Friday 12 February 2016

A Fine Morning

It was nice to get back on the reserve again this morning after a week off due to my oldest dog having to wait for a burst abscess on her foot to heal. Marsh water, mud and cow poo are not best allowed to get into an open wound! But now it has healed and so we were champing at the bit to get back out, it's funny how being there every day can get a tad boring but have a few days away and you miss it like mad. Arriving at the barn at 07.30 a magnificent orange sun had just come up above the sea wall and we set off, out into the grazing marsh.



It all looked quite magnificent - a white frost, blue skies and a bright sun that is increasing in strength with every day. The sounds of birds were everywhere, with the geese being especially vocal as Canadas, Greylags, Brents and c.170 White-fronted Geese all regularly whirled about in the sky around me. Many of them were now in pairs and with Skylarks also serenading from above, the morning had a real feel that Spring is just around the corner.
Making my way across the marsh, I stopped a while on top of one of the old salt-working mounds and looked east across the reserve towards the distant Shellness Hamlet (see below).
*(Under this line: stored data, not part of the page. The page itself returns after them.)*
use reqwest::StatusCode;
use validator::ValidationErrors;

/// Fallback shown to the user when the API gives nothing better.
pub const GENERIC_ERROR_MESSAGE: &str = "Something went wrong";

#[derive(Debug, thiserror::Error)]
pub enum ClientError {
    /// Transport failure or an unreadable success body.
    #[error("Request failed: {0}")]
    Http(#[from] reqwest::Error),

    /// Non-success response from the shortening API.
    #[error("API error ({status}): {}", .detail.as_deref().unwrap_or(GENERIC_ERROR_MESSAGE))]
    Api {
        status: StatusCode,
        detail: Option<String>,
    },

    /// Payload rejected before it was sent.
    #[error("Validation failed: {0}")]
    Validation(#[from] ValidationErrors),

    /// QR image payload that is not valid base64.
    #[error("Invalid QR image payload: {0}")]
    QrDecode(#[from] base64::DecodeError),

    /// QR image payload that decodes to something other than a PNG.
    #[error("QR image payload is not a PNG")]
    QrNotPng,

    /// Failed to write the QR image to disk.
    #[error("Failed to write QR image: {0}")]
    QrWrite(#[from] std::io::Error),
}

impl ClientError {
    /// The single user-facing error string.
    ///
    /// Surfaces the server-provided `detail` when present, the validation
    /// rule message for payloads rejected locally, and a generic fallback for
    /// everything else. Callers render this inline; there is no retry path.
    pub fn user_message(&self) -> String {
        match self {
            Self::Api {
                detail: Some(detail),
                ..
            } => detail.clone(),
            Self::Validation(errors) => first_validation_message(errors)
                .unwrap_or_else(|| GENERIC_ERROR_MESSAGE.to_string()),
            _ => GENERIC_ERROR_MESSAGE.to_string(),
        }
    }
}

/// Picks the first human-readable rule message out of validator's error map.
fn first_validation_message(errors: &ValidationErrors) -> Option<String> {
    errors
        .field_errors()
        .values()
        .flat_map(|field| field.iter())
        .find_map(|error| error.message.as_ref().map(|message| message.to_string()))
}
Slightly to the right of the above view the marsh ends at the sea wall reed beds - they are the pale band just behind the splash of water. The darker band behind them is the sea wall with the square blob that is the sea wall hide and behind them are the saltings on which the wildfowlers shoot.


The particular mound that I was standing on is Ellie's favourite place on the whole reserve and she was dashing about all over the place.................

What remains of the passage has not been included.